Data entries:
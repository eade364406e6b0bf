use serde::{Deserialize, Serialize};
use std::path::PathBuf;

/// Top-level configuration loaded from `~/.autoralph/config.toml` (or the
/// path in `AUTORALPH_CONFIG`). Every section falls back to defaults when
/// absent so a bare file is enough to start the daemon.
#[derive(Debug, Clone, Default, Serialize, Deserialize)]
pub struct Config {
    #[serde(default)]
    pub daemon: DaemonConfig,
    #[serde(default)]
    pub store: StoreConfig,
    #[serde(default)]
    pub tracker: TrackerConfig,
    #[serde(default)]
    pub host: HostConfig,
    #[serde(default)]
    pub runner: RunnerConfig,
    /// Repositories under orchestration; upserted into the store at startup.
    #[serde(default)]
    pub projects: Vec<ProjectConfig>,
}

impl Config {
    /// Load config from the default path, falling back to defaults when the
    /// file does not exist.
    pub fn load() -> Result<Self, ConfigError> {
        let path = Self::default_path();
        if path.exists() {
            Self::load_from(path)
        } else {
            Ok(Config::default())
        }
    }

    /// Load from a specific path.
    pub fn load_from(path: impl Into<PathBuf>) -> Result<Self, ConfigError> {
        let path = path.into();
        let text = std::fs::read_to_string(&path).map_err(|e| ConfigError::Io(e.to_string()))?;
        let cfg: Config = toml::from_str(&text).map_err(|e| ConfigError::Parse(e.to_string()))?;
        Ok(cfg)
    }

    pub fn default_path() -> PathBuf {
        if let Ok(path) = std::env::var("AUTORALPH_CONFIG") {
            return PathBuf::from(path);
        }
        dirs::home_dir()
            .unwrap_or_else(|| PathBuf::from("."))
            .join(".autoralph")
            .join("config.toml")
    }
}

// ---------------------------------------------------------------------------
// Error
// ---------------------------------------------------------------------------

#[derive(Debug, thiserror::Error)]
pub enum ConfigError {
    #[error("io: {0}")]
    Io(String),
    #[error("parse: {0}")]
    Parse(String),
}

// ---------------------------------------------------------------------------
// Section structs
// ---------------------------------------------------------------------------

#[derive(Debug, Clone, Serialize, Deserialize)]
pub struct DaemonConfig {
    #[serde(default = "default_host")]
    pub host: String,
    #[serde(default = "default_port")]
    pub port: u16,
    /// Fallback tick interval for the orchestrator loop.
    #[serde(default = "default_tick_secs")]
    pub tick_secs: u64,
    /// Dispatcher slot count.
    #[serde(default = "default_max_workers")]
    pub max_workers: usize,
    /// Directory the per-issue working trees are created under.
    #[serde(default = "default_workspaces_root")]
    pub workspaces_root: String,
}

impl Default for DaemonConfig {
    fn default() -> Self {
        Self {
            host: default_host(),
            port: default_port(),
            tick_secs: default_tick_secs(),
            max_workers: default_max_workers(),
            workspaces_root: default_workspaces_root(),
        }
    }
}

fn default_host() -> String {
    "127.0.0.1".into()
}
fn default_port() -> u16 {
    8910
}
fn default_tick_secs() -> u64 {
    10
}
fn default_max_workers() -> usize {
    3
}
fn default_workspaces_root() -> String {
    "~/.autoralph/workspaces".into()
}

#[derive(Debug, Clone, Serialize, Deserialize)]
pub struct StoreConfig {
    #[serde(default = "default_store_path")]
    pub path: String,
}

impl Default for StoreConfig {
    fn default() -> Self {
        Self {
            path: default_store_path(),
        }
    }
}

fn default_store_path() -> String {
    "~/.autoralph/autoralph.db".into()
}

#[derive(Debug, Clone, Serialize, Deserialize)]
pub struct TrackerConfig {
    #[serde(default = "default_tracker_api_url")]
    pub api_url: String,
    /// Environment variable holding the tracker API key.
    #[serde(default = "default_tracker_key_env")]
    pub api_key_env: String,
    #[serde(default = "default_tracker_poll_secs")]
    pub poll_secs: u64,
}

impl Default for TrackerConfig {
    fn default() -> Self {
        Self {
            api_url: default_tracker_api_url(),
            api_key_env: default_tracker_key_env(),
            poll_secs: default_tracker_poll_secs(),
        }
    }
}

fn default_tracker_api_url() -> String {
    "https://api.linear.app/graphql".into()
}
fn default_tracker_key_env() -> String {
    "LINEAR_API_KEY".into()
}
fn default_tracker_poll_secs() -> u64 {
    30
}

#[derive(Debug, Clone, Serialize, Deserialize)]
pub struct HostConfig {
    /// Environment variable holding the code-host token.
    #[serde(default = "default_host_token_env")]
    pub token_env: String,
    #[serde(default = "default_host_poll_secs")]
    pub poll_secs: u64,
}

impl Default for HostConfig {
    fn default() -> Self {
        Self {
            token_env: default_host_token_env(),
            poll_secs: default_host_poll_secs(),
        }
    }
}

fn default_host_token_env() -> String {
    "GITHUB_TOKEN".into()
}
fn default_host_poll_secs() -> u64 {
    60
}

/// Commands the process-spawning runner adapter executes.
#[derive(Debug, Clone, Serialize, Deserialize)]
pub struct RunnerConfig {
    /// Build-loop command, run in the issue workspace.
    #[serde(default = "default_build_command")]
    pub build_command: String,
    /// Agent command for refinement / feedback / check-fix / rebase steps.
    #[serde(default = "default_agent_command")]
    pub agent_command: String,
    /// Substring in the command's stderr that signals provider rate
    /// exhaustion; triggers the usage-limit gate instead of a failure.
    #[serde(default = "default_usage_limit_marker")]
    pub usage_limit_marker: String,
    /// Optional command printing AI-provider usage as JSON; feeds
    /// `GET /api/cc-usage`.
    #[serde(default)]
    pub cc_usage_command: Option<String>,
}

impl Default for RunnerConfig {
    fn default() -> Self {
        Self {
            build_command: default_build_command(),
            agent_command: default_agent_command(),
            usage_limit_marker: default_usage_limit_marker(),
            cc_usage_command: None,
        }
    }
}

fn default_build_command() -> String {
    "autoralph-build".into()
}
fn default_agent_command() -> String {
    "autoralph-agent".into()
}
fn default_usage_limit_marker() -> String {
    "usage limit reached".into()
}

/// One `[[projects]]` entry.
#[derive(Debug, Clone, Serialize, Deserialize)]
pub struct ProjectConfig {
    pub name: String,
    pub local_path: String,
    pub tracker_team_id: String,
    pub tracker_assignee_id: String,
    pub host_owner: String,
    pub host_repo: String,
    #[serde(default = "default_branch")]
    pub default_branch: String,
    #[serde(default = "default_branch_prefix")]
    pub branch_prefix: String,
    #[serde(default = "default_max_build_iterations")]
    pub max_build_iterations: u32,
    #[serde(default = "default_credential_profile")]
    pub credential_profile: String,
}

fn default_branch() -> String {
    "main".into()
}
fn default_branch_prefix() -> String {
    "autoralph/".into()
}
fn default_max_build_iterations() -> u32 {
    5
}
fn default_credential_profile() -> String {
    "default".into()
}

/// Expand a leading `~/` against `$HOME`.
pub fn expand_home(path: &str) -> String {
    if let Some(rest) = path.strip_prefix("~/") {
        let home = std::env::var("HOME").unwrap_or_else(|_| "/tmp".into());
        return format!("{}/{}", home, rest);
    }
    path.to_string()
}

---

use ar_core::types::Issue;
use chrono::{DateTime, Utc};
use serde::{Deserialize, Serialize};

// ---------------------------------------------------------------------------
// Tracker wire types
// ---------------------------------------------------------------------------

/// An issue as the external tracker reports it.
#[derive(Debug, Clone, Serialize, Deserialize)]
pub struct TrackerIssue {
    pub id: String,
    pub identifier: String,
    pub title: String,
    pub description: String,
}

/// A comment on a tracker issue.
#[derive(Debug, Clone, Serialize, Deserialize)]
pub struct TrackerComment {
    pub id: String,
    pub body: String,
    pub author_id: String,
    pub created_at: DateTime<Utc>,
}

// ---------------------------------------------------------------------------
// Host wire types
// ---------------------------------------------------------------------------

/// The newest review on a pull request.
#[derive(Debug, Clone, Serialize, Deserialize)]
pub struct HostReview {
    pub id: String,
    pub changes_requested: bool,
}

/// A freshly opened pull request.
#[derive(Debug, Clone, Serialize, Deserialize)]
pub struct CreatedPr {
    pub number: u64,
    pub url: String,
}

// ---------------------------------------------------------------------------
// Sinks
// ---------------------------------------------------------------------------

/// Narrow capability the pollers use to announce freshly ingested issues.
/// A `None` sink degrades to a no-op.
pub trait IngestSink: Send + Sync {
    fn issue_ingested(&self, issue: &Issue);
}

Instructions to follow
Within the data above, the lines from the one with "fn default_host_poll_secs() ->" to the one with "the issue workspace." must be repeated exactly; no other line belongs in the answer.

Result
fn default_host_poll_secs() -> u64 {
    60
}

/// Commands the process-spawning runner adapter executes.
#[derive(Debug, Clone, Serialize, Deserialize)]
pub struct RunnerConfig {
    /// Build-loop command, run in the issue workspace.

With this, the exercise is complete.